Mais le mot de l’Évangile, « le fils partit pour un pays lointain et y dissipa son bien », nous invite à une révision de vie. Parce qu’il est très facile de perdre de vue l’essentiel. Il est très facile de se perdre de vue l’un l’autre dans la relation conjugale. Sans un travail permanent d’attention à notre réalité, nous finissons prisonniers de la routine, nous remettons la conduite de notre vie à un pilote automatique et nous perdons progressivement la capacité d’activer les dimensions profondes de l’amour. Nous devons nous demander si, nous aussi, nous ne dissipons pas notre trésor. Cela arrive, par exemple, lorsque nous reléguons la vie de famille à l’arrière-plan de nos priorités.

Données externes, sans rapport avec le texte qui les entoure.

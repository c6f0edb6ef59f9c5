use crate::config::Config;
use mongodb::{Client as MongoClient, Database};
use redis::aio::ConnectionManager;

pub struct AppState {
    pub config: Config,
    pub mongo: Database,
    pub redis: ConnectionManager,
}

impl AppState {
    pub async fn new(
        config: Config,
        mongo_client: MongoClient,
        redis_client: redis::Client,
    ) -> anyhow::Result<Self> {
        let mongo = mongo_client.database(&config.mongo_database);

        tracing::info!("Attempting to connect to Redis...");

        // Create ConnectionManager with longer timeout
        let redis = tokio::time::timeout(
            std::time::Duration::from_secs(30),
            ConnectionManager::new(redis_client),
        )
        .await
        .map_err(|_| anyhow::anyhow!("Redis connection timeout after 30s"))??;

        tracing::info!("Redis ConnectionManager created, testing with PING...");

        // Test connection
        let mut conn = redis.clone();
        tokio::time::timeout(
            std::time::Duration::from_secs(5),
            redis::cmd("PING").query_async::<String>(&mut conn),
        )
        .await
        .map_err(|_| anyhow::anyhow!("Redis PING timeout after 5s"))??;

        tracing::info!("Redis connection established successfully");

        Ok(Self {
            config,
            mongo,
            redis,
        })
    }
}

pub mod auth_service;
pub mod payment_service;
pub mod question_parser;
pub mod question_service;
pub mod quiz_service;
pub mod sampler;
use serde::Deserialize;
use std::env;

#[derive(Debug, Clone, Deserialize)]
pub struct Config {
    pub mongo_uri: String,
    pub redis_uri: String,
    pub mongo_database: String,
    pub jwt_secret: String,
    pub paystack: PaystackConfig,
    pub quiz: QuizConfig,
}

#[derive(Debug, Clone, Deserialize)]
pub struct PaystackConfig {
    pub secret_key: String,
    pub base_url: String,
    pub callback_url: String,
    /// One-time activation price in naira (converted to kobo on the wire).
    pub activation_amount_naira: u32,
}

#[derive(Debug, Clone, Deserialize)]
pub struct QuizConfig {
    /// Questions served per quiz unless the client asks for fewer.
    pub default_question_count: usize,
    /// Hard limit on quiz duration, in seconds.
    pub time_limit_seconds: i64,
}

impl Config {
    pub fn load() -> Result<Self, config::ConfigError> {
        dotenvy::dotenv().ok();

        // Determine environment (defaults to dev)
        let env = env::var("APP_ENV").unwrap_or_else(|_| "dev".to_string());

        // Build configuration from config/*.toml + ENV overrides
        let config_builder = config::Config::builder()
            .add_source(
                config::File::with_name(&format!("config/{}", env)).required(false), // Allow missing config file, fallback to ENV
            )
            .add_source(config::Environment::with_prefix("APP").separator("__"));

        let settings = config_builder.build()?;

        let mongo_uri = settings
            .get_string("database.mongo_uri")
            .or_else(|_| env::var("MONGO_URI"))
            .unwrap_or_else(|_| "mongodb://localhost:27017/nurseprep".to_string());

        let redis_uri = settings
            .get_string("redis.uri")
            .or_else(|_| env::var("REDIS_URI"))
            .unwrap_or_else(|_| "redis://127.0.0.1:6379/0".to_string());

        let mongo_database = settings
            .get_string("database.mongo_database")
            .or_else(|_| env::var("MONGO_DATABASE"))
            .unwrap_or_else(|_| "nurseprep".to_string());

        let jwt_secret = settings
            .get_string("auth.jwt_secret")
            .or_else(|_| env::var("JWT_SECRET"))
            .unwrap_or_else(|_| {
                if env == "prod" {
                    panic!("FATAL: JWT_SECRET must be set in production!");
                }
                eprintln!("WARNING: Using default JWT_SECRET (dev mode only!)");
                "dev-secret-only-for-local-testing".to_string()
            });

        let paystack_secret_key = settings
            .get_string("paystack.secret_key")
            .or_else(|_| env::var("PAYSTACK_SECRET_KEY"))
            .unwrap_or_else(|_| {
                if env == "prod" {
                    panic!("FATAL: PAYSTACK_SECRET_KEY must be set in production!");
                }
                eprintln!("WARNING: Paystack secret key not set, payment endpoints will fail");
                String::new()
            });

        let paystack_base_url = settings
            .get_string("paystack.base_url")
            .or_else(|_| env::var("PAYSTACK_BASE_URL"))
            .unwrap_or_else(|_| "https://api.paystack.co".to_string());

        let paystack_callback_url = settings
            .get_string("paystack.callback_url")
            .or_else(|_| env::var("PAYSTACK_CALLBACK_URL"))
            .unwrap_or_else(|_| "http://localhost:5173/dashboard".to_string());

        let activation_amount_naira = settings
            .get_int("paystack.activation_amount_naira")
            .ok()
            .and_then(|v| u32::try_from(v).ok())
            .or_else(|| {
                env::var("ACTIVATION_AMOUNT_NAIRA")
                    .ok()
                    .and_then(|v| v.parse().ok())
            })
            .unwrap_or(5000);

        let default_question_count = settings
            .get_int("quiz.default_question_count")
            .ok()
            .and_then(|v| usize::try_from(v).ok())
            .filter(|v| *v > 0)
            .unwrap_or(50);

        let time_limit_seconds = settings
            .get_int("quiz.time_limit_seconds")
            .ok()
            .filter(|v| *v > 0)
            .or_else(|| {
                env::var("QUIZ_TIME_LIMIT_SECONDS")
                    .ok()
                    .and_then(|v| v.parse().ok())
            })
            .unwrap_or(3600);

        Ok(Config {
            mongo_uri,
            redis_uri,
            mongo_database,
            jwt_secret,
            paystack: PaystackConfig {
                secret_key: paystack_secret_key,
                base_url: paystack_base_url,
                callback_url: paystack_callback_url,
                activation_amount_naira,
            },
            quiz: QuizConfig {
                default_question_count,
                time_limit_seconds,
            },
        })
    }
}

Théoriquement, nous disons que c’est la chose la plus importante, mais nos actions concrètes ne le disent pas. Nous devons nous demander si nous nous efforçons vraiment de donner de la qualité à notre vie de famille en faisant de notre temps un vrai temple, au lieu de gaspiller les opportunités que Dieu nous offre chaque jour. L’aventure du mariage est un cadeau merveilleux. Ressentons-le comme une vocation et une mission que nous sommes appelés ici à renouveler.
Mariage, wikimedia commons © Jason Hutchens/Sydney, Australia
END : "Aimer, c’est être prêt à attendre l’autre de façon inconditionnelle"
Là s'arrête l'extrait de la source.